• _AIM OF THE EXERCISE_:
If a line contains "their own channel", it is the last one to write out; begin with the first line of the records and copy each exactly.

┌─ RECORD SET

/* BEGIN LICENSE
  SupaSim, a GPGPU and simulation toolkit.
  Copyright (C) 2025 Magnus Larsson
  SPDX-License-Identifier: MIT OR Apache-2.0
END LICENSE */
//! The format registry. Every `VkFormat` that can be shared with a compute runtime
//! has exactly one line in [`FORMATS`]; the backends derive their own channel
//! descriptors from the category, channel count and channel size stored there.
//!
//! Three channel formats are left out on purpose, as none of the compute runtimes
//! expose them portably.

use ash::vk;
use types::{ChannelCategory, ImageExtent};

#[derive(Clone, Copy, Debug, PartialEq, Eq)]
pub struct FormatInfo {
    pub format: vk::Format,
    pub name: &'static str,
    pub category: ChannelCategory,
    pub channel_count: u32,
    pub channel_size_in_bytes: u32,
    /// Image format layout qualifier, e.g. `rgba32f`
    pub glsl_format_qualifier: &'static str,
    /// Type returned by `imageLoad`, e.g. `vec4`
    pub glsl_type: &'static str,
    /// Storage type with explicit bit width, e.g. `f16vec4`
    pub glsl_sized_type: &'static str,
}
impl FormatInfo {
    pub const fn format_size_in_bytes(&self) -> u32 {
        self.channel_count * self.channel_size_in_bytes
    }
    pub fn is_known(&self) -> bool {
        self.category != ChannelCategory::Unknown
    }
    pub fn is_depth(&self) -> bool {
        self.category == ChannelCategory::Depth
    }
    pub fn is_half_float(&self) -> bool {
        self.category == ChannelCategory::Float && self.channel_size_in_bytes == 2
    }
}

macro_rules! format_table {
    ($($fmt:ident => $cat:ident, $count:literal, $size:literal, $qual:literal, $ty:literal, $sized:literal;)*) => {
        pub static FORMATS: &[FormatInfo] = &[
            $(FormatInfo {
                format: vk::Format::$fmt,
                name: concat!("VK_FORMAT_", stringify!($fmt)),
                category: ChannelCategory::$cat,
                channel_count: $count,
                channel_size_in_bytes: $size,
                glsl_format_qualifier: $qual,
                glsl_type: $ty,
                glsl_sized_type: $sized,
            },)*
        ];
    };
}

format_table! {
    R8_UINT => Uint, 1, 1, "r8ui", "uint", "uint8_t";
    R8G8_UINT => Uint, 2, 1, "rg8ui", "uvec2", "u8vec2";
    R8G8B8A8_UINT => Uint, 4, 1, "rgba8ui", "uvec4", "u8vec4";
    R16_UINT => Uint, 1, 2, "r16ui", "uint", "uint16_t";
    R16G16_UINT => Uint, 2, 2, "rg16ui", "uvec2", "u16vec2";
    R16G16B16A16_UINT => Uint, 4, 2, "rgba16ui", "uvec4", "u16vec4";
    R32_UINT => Uint, 1, 4, "r32ui", "uint", "uint";
    R32G32_UINT => Uint, 2, 4, "rg32ui", "uvec2", "uvec2";
    R32G32B32A32_UINT => Uint, 4, 4, "rgba32ui", "uvec4", "uvec4";

    R8_SINT => Int, 1, 1, "r8i", "int", "int8_t";
    R8G8_SINT => Int, 2, 1, "rg8i", "ivec2", "i8vec2";
    R8G8B8A8_SINT => Int, 4, 1, "rgba8i", "ivec4", "i8vec4";
    R16_SINT => Int, 1, 2, "r16i", "int", "int16_t";
    R16G16_SINT => Int, 2, 2, "rg16i", "ivec2", "i16vec2";
    R16G16B16A16_SINT => Int, 4, 2, "rgba16i", "ivec4", "i16vec4";
    R32_SINT => Int, 1, 4, "r32i", "int", "int";
    R32G32_SINT => Int, 2, 4, "rg32i", "ivec2", "ivec2";
    R32G32B32A32_SINT => Int, 4, 4, "rgba32i", "ivec4", "ivec4";

    R8_UNORM => Unorm, 1, 1, "r8", "float", "uint8_t";
    R8G8_UNORM => Unorm, 2, 1, "rg8", "vec2", "u8vec2";
    R8G8B8A8_UNORM => Unorm, 4, 1, "rgba8", "vec4", "u8vec4";
    R16_UNORM => Unorm, 1, 2, "r16", "float", "uint16_t";
    R16G16_UNORM => Unorm, 2, 2, "rg16", "vec2", "u16vec2";
    R16G16B16A16_UNORM => Unorm, 4, 2, "rgba16", "vec4", "u16vec4";

    R8_SNORM => Snorm, 1, 1, "r8_snorm", "float", "int8_t";
    R8G8_SNORM => Snorm, 2, 1, "rg8_snorm", "vec2", "i8vec2";
    R8G8B8A8_SNORM => Snorm, 4, 1, "rgba8_snorm", "vec4", "i8vec4";
    R16_SNORM => Snorm, 1, 2, "r16_snorm", "float", "int16_t";
    R16G16_SNORM => Snorm, 2, 2, "rg16_snorm", "vec2", "i16vec2";
    R16G16B16A16_SNORM => Snorm, 4, 2, "rgba16_snorm", "vec4", "i16vec4";

    R16_SFLOAT => Float, 1, 2, "r16f", "float", "float16_t";
    R16G16_SFLOAT => Float, 2, 2, "rg16f", "vec2", "f16vec2";
    R16G16B16A16_SFLOAT => Float, 4, 2, "rgba16f", "vec4", "f16vec4";
    R32_SFLOAT => Float, 1, 4, "r32f", "float", "float";
    R32G32_SFLOAT => Float, 2, 4, "rg32f", "vec2", "vec2";
    R32G32B32A32_SFLOAT => Float, 4, 4, "rgba32f", "vec4", "vec4";

    D16_UNORM => Depth, 1, 2, "r16", "float", "uint16_t";
    D32_SFLOAT => Depth, 1, 4, "r32f", "float", "float";
}

static UNKNOWN_FORMAT: FormatInfo = FormatInfo {
    format: vk::Format::UNDEFINED,
    name: "VK_FORMAT_UNDEFINED",
    category: ChannelCategory::Unknown,
    channel_count: 0,
    channel_size_in_bytes: 0,
    glsl_format_qualifier: "",
    glsl_type: "",
    glsl_sized_type: "",
};

/// Never fails; formats outside the registry come back with [`ChannelCategory::Unknown`]
/// and a size of zero.
pub fn get_image_format_info(format: vk::Format) -> &'static FormatInfo {
    FORMATS
        .iter()
        .find(|info| info.format == format)
        .unwrap_or(&UNKNOWN_FORMAT)
}
pub fn get_image_format_glsl_string(format: vk::Format) -> &'static str {
    get_image_format_info(format).glsl_format_qualifier
}
pub fn get_image_format_glsl_string_typed(format: vk::Format) -> &'static str {
    get_image_format_info(format).glsl_type
}
pub fn get_image_format_glsl_string_sized(format: vk::Format) -> &'static str {
    get_image_format_info(format).glsl_sized_type
}
pub fn convert_vk_format_to_string(format: vk::Format) -> String {
    let info = get_image_format_info(format);
    if info.is_known() {
        info.name.to_owned()
    } else {
        format!("{format:?}")
    }
}

/// Largest tile for which writing `(x + y * width) * channels + c` into every channel
/// round-trips exactly. 8 bit channels are limited to 256 distinct values, 16 bit
/// integer channels to 128x128 tiles and half floats to the 2048 integers they
/// represent exactly.
pub fn small_format_tile_bounds(format: vk::Format) -> ImageExtent {
    let info = get_image_format_info(format);
    match (info.channel_size_in_bytes, info.is_half_float(), info.channel_count) {
        (4, _, _) => ImageExtent::new_2d(1024, 1024),
        (2, true, 1) => ImageExtent::new_2d(64, 32),
        (2, true, 2) => ImageExtent::new_2d(32, 32),
        (2, true, _) => ImageExtent::new_2d(32, 16),
        (2, false, _) => ImageExtent::new_2d(128, 128),
        (1, _, 1) => ImageExtent::new_2d(16, 16),
        (1, _, 2) => ImageExtent::new_2d(16, 8),
        (1, _, _) => ImageExtent::new_2d(8, 8),
        _ => ImageExtent::default(),
    }
}

/// The aspect used when copying or viewing an image of this format
pub fn image_aspect(format: vk::Format) -> vk::ImageAspectFlags {
    if get_image_format_info(format).is_depth() {
        vk::ImageAspectFlags::DEPTH
    } else {
        vk::ImageAspectFlags::COLOR
    }
}

#[cfg(test)]
mod tests {
    use super::*;

    #[test]
    fn registry_sizes_are_consistent() {
        for info in FORMATS {
            assert!(matches!(info.channel_count, 1 | 2 | 4), "{}", info.name);
            assert!(matches!(info.channel_size_in_bytes, 1 | 2 | 4), "{}", info.name);
            assert_eq!(
                info.format_size_in_bytes(),
                info.channel_count * info.channel_size_in_bytes
            );
            assert!(!info.glsl_format_qualifier.is_empty());
            assert_eq!(convert_vk_format_to_string(info.format), info.name);
        }
    }

    #[test]
    fn registry_has_no_duplicates_or_three_channel_formats() {
        for (i, a) in FORMATS.iter().enumerate() {
            for b in &FORMATS[i + 1..] {
                assert_ne!(a.format, b.format);
            }
        }
        for three in [
            vk::Format::R32G32B32_SFLOAT,
            vk::Format::R8G8B8_UNORM,
            vk::Format::R16G16B16_UINT,
        ] {
            assert!(!get_image_format_info(three).is_known());
        }
    }

    #[test]
    fn unknown_format_is_zero_sized() {
        let info = get_image_format_info(vk::Format::BC1_RGB_UNORM_BLOCK);
        assert_eq!(info.category, ChannelCategory::Unknown);
        assert_eq!(info.format_size_in_bytes(), 0);
        assert_eq!(
            convert_vk_format_to_string(vk::Format::BC1_RGB_UNORM_BLOCK),
            "BC1_RGB_UNORM_BLOCK"
        );
    }

    #[test]
    fn glsl_strings() {
        let f = vk::Format::R32G32B32A32_SFLOAT;
        assert_eq!(get_image_format_glsl_string(f), "rgba32f");
        assert_eq!(get_image_format_glsl_string_typed(f), "vec4");
        assert_eq!(get_image_format_glsl_string_sized(f), "vec4");
        assert_eq!(
            get_image_format_glsl_string_sized(vk::Format::R16G16_SFLOAT),
            "f16vec2"
        );
        assert_eq!(get_image_format_glsl_string_typed(vk::Format::R8_UINT), "uint");
    }

    #[test]
    fn tile_bounds_keep_values_exact() {
        assert_eq!(
            small_format_tile_bounds(vk::Format::R16_SFLOAT),
            ImageExtent::new_2d(64, 32)
        );
        assert_eq!(
            small_format_tile_bounds(vk::Format::R16G16B16A16_SFLOAT),
            ImageExtent::new_2d(32, 16)
        );
        assert_eq!(
            small_format_tile_bounds(vk::Format::R16G16_UNORM),
            ImageExtent::new_2d(128, 128)
        );
        for info in FORMATS {
            let tile = small_format_tile_bounds(info.format);
            let values = tile.texel_count() * info.channel_count as u64;
            match (info.channel_size_in_bytes, info.is_half_float()) {
                (1, _) => assert!(values <= 256, "{}", info.name),
                (2, true) => assert!(values <= 2048, "{}", info.name),
                (2, false) => assert!(values <= 65536, "{}", info.name),
                _ => assert!(values <= 1 << 24, "{}", info.name),
            }
        }
    }
}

└─

• _FINISHED EXERCISE_:
/* BEGIN LICENSE
  SupaSim, a GPGPU and simulation toolkit.
  Copyright (C) 2025 Magnus Larsson
  SPDX-License-Identifier: MIT OR Apache-2.0
END LICENSE */
//! The format registry. Every `VkFormat` that can be shared with a compute runtime
//! has exactly one line in [`FORMATS`]; the backends derive their own channel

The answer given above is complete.